Tag Archives: Silent

Review of Häxan: Witchcraft Through the Ages (1922)

27 Mar

Häxan: Witchcraft Through the Ages (1922) is a Danish/Swedish silent horror/documentary film, that shows how superstition led to witch-hunting.

Directed by Benjamin Christensen (House of Horror (1929), Mockery (1927)).

Written by Benjamin Christensen (The Devil’s Circus (1926), Seven Footprints to Satan (1929)).

Starring: Benjamin Christensen, Clara Pontoppidan, Oscar Stribolt, Astrid Holm, Maren Pedersen and others.

So this early horror classic is actually a weird documentary consisting of various ways of portraying witchcraft myths and truths, while adding up to a creepy piece of silent cinema.

There are some strange illustrations while some facts about the way authorities have dealt with witches are told. This feels like an odd educational film for kids, that kids shouldn’t be watching.

When we actually get to the live-action stuff, they show both the portrayal of people thinking everything is black magic and re-enactments of the myths about witches. The movie has a sort of dark sense of humor as it shows us witchcraft rituals that might ask for a figurative interpretation.
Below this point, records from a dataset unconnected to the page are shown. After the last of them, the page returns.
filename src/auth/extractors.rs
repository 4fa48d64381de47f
use actix_web::{error::ErrorUnauthorized, web, FromRequest, HttpRequest};
use futures_util::future::{ready, Ready};
use uuid::Uuid;

use super::jwt::{Claims, Tokenizer, UserRole};

// Extractor for admin-only routes
pub struct IsAdmin(pub Uuid);

// Extractor for staff routes; admins pass too
pub struct IsStaff(pub Uuid);

// Extractor for any logged-in user, carrying the role for row scoping
pub struct AuthenticatedUser(pub Uuid, pub UserRole);

fn claims_from_request(req: &HttpRequest) -> Result<Claims, actix_web::Error>{
    let tokenizer: &web::Data<Tokenizer> = req.app_data()
        .ok_or_else(|| ErrorUnauthorized("Tokenizer not configured"))?;

    let auth = req.headers()
        .get("Authorization")
        .ok_or_else(|| ErrorUnauthorized("Missing Authorization header"))?;

    let header_value = auth.to_str()
        .map_err(|_| ErrorUnauthorized("Invalid Authorization header"))?;

    let token = header_value
        .strip_prefix("Bearer")
        .ok_or_else(|| ErrorUnauthorized("Expected Bearer token"))?
        .trim();

    tokenizer.decode_key(token.to_string())
        .ok_or_else(|| ErrorUnauthorized("Invalid Token"))
}

impl FromRequest for IsAdmin {
    type Error = actix_web::Error;
    type Future = Ready<Result<Self, Self::Error>>;

    fn from_request(req: &actix_web::HttpRequest, _payload: &mut actix_web::dev::Payload) -> Self::Future {
        ready(claims_from_request(req).and_then(|claims| {
            match claims.role {
                UserRole::Admin => Ok(IsAdmin(claims.sub)),
                _ => Err(ErrorUnauthorized("Unauthorized Role"))
            }
        }))
    }
}

impl FromRequest for IsStaff {
    type Error = actix_web::Error;
    type Future = Ready<Result<Self, Self::Error>>;

    fn from_request(req: &actix_web::HttpRequest, _payload: &mut actix_web::dev::Payload) -> Self::Future {
        ready(claims_from_request(req).and_then(|claims| {
            match claims.role {
                UserRole::Staff | UserRole::Admin => Ok(IsStaff(claims.sub)),
                _ => Err(ErrorUnauthorized("Unauthorized Role"))
            }
        }))
    }
}

impl FromRequest for AuthenticatedUser {
    type Error = actix_web::Error;
    type Future = Ready<Result<Self, Self::Error>>;

    fn from_request(req: &actix_web::HttpRequest, _payload: &mut actix_web::dev::Payload) -> Self::Future {
        ready(claims_from_request(req).map(|claims| {
            AuthenticatedUser(claims.sub, claims.role)
        }))
    }
}
use std::error::Error;

use chrono::Utc;
use diesel::{pg::Pg, r2d2::ConnectionManager, Connection, PgConnection, RunQueryDsl};
use diesel_migrations::{embed_migrations, EmbeddedMigrations, MigrationHarness};
use once_cell::sync::Lazy;
use r2d2::Pool;
use secrecy::{ExposeSecret, SecretString};
use sims::{configuration::{DatabaseSettings, Settings}, models::{Product, User}, password::compute_password_hash, routes::authentication::LoginResponse, schema::{products, users}, startup::Application, telemetry::{get_subscriber, init_subscriber}, utils::DbPool};
use uuid::Uuid;

static LOGGER_INSTANCE: Lazy<()> = Lazy::new(|| {
    let log_level = "info".to_string();
    let name = "sims-test".to_string();

    if std::env::var("TEST_LOG").is_ok() {
        let subscriber = get_subscriber(name, log_level, std::io::stdout);
        init_subscriber(subscriber);
    } else {
        let subscriber = get_subscriber(name, log_level, std::io::sink);
        init_subscriber(subscriber);
    }
});

pub const MIGRATIONS: EmbeddedMigrations = embed_migrations!("./migrations");

fn run_migrations(connection: &mut impl MigrationHarness<Pg>)
    -> Result<(), Box<dyn Error + Send + Sync + 'static>>
{
    connection.run_pending_migrations(MIGRATIONS)?;
    Ok(())
}

pub struct TestApp{
    pub host: String,
    pub port: u16,
    pub pool: DbPool,
    pub api_client: reqwest::Client
}

impl TestApp {
    fn create_db(settings: &DatabaseSettings) -> DbPool{
        let mut connection = PgConnection::establish(&settings.get_database_url())
                                .expect("Failed to connect to postgres database");

        let query = format!(r#"CREATE DATABASE "{}";"#, settings.name);
        diesel::sql_query(query)
            .execute(&mut connection)
            .expect("Failed to create test database");

        // Small pools keep the whole suite within server connection limits
        let pool = Pool::builder()
            .max_size(2)
            .build(ConnectionManager::<PgConnection>::new(settings.get_database_table_url()))
            .expect("Failed to build connection pool to test database");

        let mut conn = pool.get().expect("Failed to get connection to test database");
        run_migrations(&mut conn).expect("Failed to run migrations");

        pool
    }

    pub fn get_app_url(&self) -> String{
        format!("http://{}:{}", self.host, self.port)
    }

    pub async fn spawn_app() -> TestApp{
        Lazy::force(&LOGGER_INSTANCE);

        let mut settings = Settings::get();
        settings.application.port = 0;
        settings.database.name = Uuid::new_v4().to_string();
        settings.database.pool_size = 2;

        let pool = TestApp::create_db(&settings.database);

        let application = Application::new(settings)
                            .await
                            .expect("Failed to build application");

        let host = application.host.clone();
        let port = application.port;

        tokio::task::spawn(application.server);

        let api_client = reqwest::Client::new();

        TestApp{
            host,
            port,
            pool,
            api_client
        }
    }

    // Inserts a user row directly, bypassing the register endpoint
    pub fn seed_user(&self, role: &str, is_approved: bool, password: &str) -> User{
        let user = User{
            user_id: Uuid::new_v4(),
            full_name: format!("{} user", role),
            email: format!("{}@example.com", Uuid::new_v4()),
            password: compute_password_hash(SecretString::from(password))
                .expect("Failed to hash password")
                .expose_secret()
                .to_string(),
            phone_number: None,
            role: role.to_string(),
            is_approved,
            created_at: Utc::now()
        };

        let mut conn = self.pool.get().unwrap();
        diesel::insert_into(users::table)
            .values(user.clone())
            .execute(&mut conn)
            .expect("Failed to seed user");

        user
    }

    pub fn seed_product(&self, name: &str, price: f64, quantity: i32, reorder_level: i32) -> Product{
        let product = Product{
            product_id: Uuid::new_v4(),
            name: name.to_string(),
            description: None,
            category_id: None,
            supplier_id: None,
            price,
            quantity,
            reorder_level,
            created_at: Utc::now()
        };

        let mut conn = self.pool.get().unwrap();
        diesel::insert_into(products::table)
            .values(product.clone())
            .execute(&mut conn)
            .expect("Failed to seed product");

        product
    }

    pub async fn login(&self, email: &str, password: &str) -> LoginResponse{
        let login_request = serde_json::json!({
            "email": email,
            "password": password
        });

        self.api_client.post(format!("{}/login", self.get_app_url()))
            .form(&login_request)
            .send()
            .await
            .expect("Failed to send request to login endpoint")
            .json::<LoginResponse>()
            .await
            .expect("Failed to deserialize login response")
    }

    pub async fn login_admin(&self) -> String{
        let admin = self.seed_user("admin", true, "admin-password");
        self.login(&admin.email, "admin-password").await.token
    }

    pub async fn login_staff(&self) -> String{
        let staff = self.seed_user("staff", true, "staff-password");
        self.login(&staff.email, "staff-password").await.token
    }

    pub async fn login_customer(&self) -> (Uuid, String){
        let customer = self.seed_user("customer", true, "customer-password");
        let token = self.login(&customer.email, "customer-password").await.token;
        (customer.user_id, token)
    }

    pub async fn get_with_token(&self, path: &str, token: &str) -> reqwest::Response{
        self.api_client.get(format!("{}{}", self.get_app_url(), path))
            .bearer_auth(token)
            .send()
            .await
            .expect("Failed to send request")
    }

    pub async fn post_form_with_token<T: serde::Serialize>(&self, path: &str, form: &T, token: &str) -> reqwest::Response{
        self.api_client.post(format!("{}{}", self.get_app_url(), path))
            .bearer_auth(token)
            .form(form)
            .send()
            .await
            .expect("Failed to send request")
    }

    pub async fn post_json_with_token<T: serde::Serialize>(&self, path: &str, json: &T, token: &str) -> reqwest::Response{
        self.api_client.post(format!("{}{}", self.get_app_url(), path))
            .bearer_auth(token)
            .json(json)
            .send()
            .await
            .expect("Failed to send request")
    }

    pub async fn put_form_with_token<T: serde::Serialize>(&self, path: &str, form: &T, token: &str) -> reqwest::Response{
        self.api_client.put(format!("{}{}", self.get_app_url(), path))
            .bearer_auth(token)
            .form(form)
            .send()
            .await
            .expect("Failed to send request")
    }

    pub async fn delete_json_with_token<T: serde::Serialize>(&self, path: &str, json: &T, token: &str) -> reqwest::Response{
        self.api_client.delete(format!("{}{}", self.get_app_url(), path))
            .bearer_auth(token)
            .json(json)
            .send()
            .await
            .expect("Failed to send request")
    }
}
Like „all the witches had to kiss devil’s behind” gives us a rather amusing sight of witches lining up behind the devil (played by the director in make-up), who has bent over. I don’t think the filmmakers took these parts too seriously themselves.
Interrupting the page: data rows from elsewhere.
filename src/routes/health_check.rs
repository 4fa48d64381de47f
use actix_web::HttpResponse;

#[tracing::instrument(
    "Checking if api is online"
)]
pub async fn health_check() -> HttpResponse{
    HttpResponse::Ok().body("Working")
}
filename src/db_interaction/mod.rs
pub mod users;
pub mod categories;
pub mod suppliers;
pub mod products;
pub mod orders;
pub mod reports;

pub use users::*;
pub use categories::*;
pub use suppliers::*;
pub use products::*;
pub use orders::*;
pub use reports::*;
Seeing this early example I noticed that often I’ve seen monks portrayed as morbidly obese, gross pigs, eating like whole  cow-legs. Does that mean they are corrupt or just into gluttony? I guess the first option is better since corruption is not a deadly sin. Here the monks are total assholes and one example of a witch-myth actually made sense. Why did this fat monk just rape some girl? Of course! A witch must have slipped him some love potion.
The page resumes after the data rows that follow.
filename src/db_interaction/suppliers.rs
use std::{error::Error, fmt::Debug};

use anyhow::Context;
use diesel::{ExpressionMethods, QueryDsl, RunQueryDsl};
use serde::Serialize;
use thiserror::Error;
use uuid::Uuid;

use crate::{models::Supplier, schema::suppliers, telemetry::spawn_blocking_with_tracing, utils::{write_error_chain, DbConnection}};

#[derive(Serialize)]
pub struct SupplierRecord{
    pub supplier_id: Uuid,
    pub name: String,
    pub contact_person: Option<String>,
    pub email: Option<String>,
    pub phone: Option<String>,
    pub address: Option<String>
}

#[tracing::instrument(
    "Getting suppliers from db",
    skip_all
)]
pub async fn get_suppliers(
    mut conn: DbConnection
) -> Result<Vec<SupplierRecord>, anyhow::Error>{
    let rows = spawn_blocking_with_tracing(move || {
        suppliers::table
            .order(suppliers::name.asc())
            .load::<Supplier>(&mut conn)
            .context("Failed to get suppliers")
    })
    .await
    .context("Failed due to threadpool error")??;

    Ok(rows.into_iter().map(|s| SupplierRecord{
        supplier_id: s.supplier_id,
        name: s.name,
        contact_person: s.contact_person,
        email: s.email,
        phone: s.phone,
        address: s.address
    }).collect())
}

// Errors shared by supplier insert / update / delete
#[derive(Error)]
pub enum SupplierWriteError{
    #[error("Failed due to threadpool error")]
    ThreadpoolError(#[from] tokio::task::JoinError),
    #[error("Failed to run query on suppliers table")]
    RunQueryError(#[from] diesel::result::Error),
    #[error("supplier_id: {0} doesn't exist")]
    NoSupplierIdError(Uuid)
}

impl Debug for SupplierWriteError {
    fn fmt(&self, f: &mut std::fmt::Formatter<'_>) -> std::fmt::Result {
        write!(f, "{}", self)?;
        write_error_chain(f, &self.source())
    }
}

#[tracing::instrument(
    "Insert a supplier to db",
    skip_all
)]
pub async fn insert_supplier(
    mut conn: DbConnection,
    supplier: Supplier
) -> Result<(), SupplierWriteError> {
    spawn_blocking_with_tracing(move || {
        diesel::insert_into(suppliers::table)
            .values(supplier)
            .execute(&mut conn)
    })
    .await??;

    Ok(())
}

#[derive(Debug)]
pub struct SupplierChanges{
    pub name: String,
    pub contact_person: Option<String>,
    pub email: Option<String>,
    pub phone: Option<String>,
    pub address: Option<String>
}

#[tracing::instrument(
    "Updating supplier row",
    skip(conn, changes)
)]
pub async fn update_supplier(
    mut conn: DbConnection,
    supplier_id: Uuid,
    changes: SupplierChanges
) -> Result<(), SupplierWriteError> {
    spawn_blocking_with_tracing(move || {
        let affected_rows = diesel::update(suppliers::table)
            .filter(suppliers::supplier_id.eq(supplier_id))
            .set((
                suppliers::name.eq(changes.name),
                suppliers::contact_person.eq(changes.contact_person),
                suppliers::email.eq(changes.email),
                suppliers::phone.eq(changes.phone),
                suppliers::address.eq(changes.address)
            ))
            .execute(&mut conn)?;

        if affected_rows == 0 {
            return Err(SupplierWriteError::NoSupplierIdError(supplier_id))
        }

        Ok(())
    })
    .await??;

    Ok(())
}

#[tracing::instrument(
    "Deleting supplier by id",
    skip(conn)
)]
pub async fn delete_supplier(
    mut conn: DbConnection,
    supplier_id: Uuid
) -> Result<(), SupplierWriteError> {
    spawn_blocking_with_tracing(move || {
        let affected_rows = diesel::delete(suppliers::table)
            .filter(suppliers::supplier_id.eq(supplier_id))
            .execute(&mut conn)?;

        if affected_rows == 0 {
            return Err(SupplierWriteError::NoSupplierIdError(supplier_id))
        }

        Ok(())
    })
    .await??;

    Ok(())
}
Another great example is a totally absurd way of making sure if a girl is a witch. You tie her up and throw her in the water. If she comes up, it means she is a witch and they kill her, if she does not and drowns, then you should thank God for her innocence. One thing is for sure, they knew a fool-proof plan, when they came up with one. It is an interesting commentary on how people afraid of some things actually create the myths about the existence of such things.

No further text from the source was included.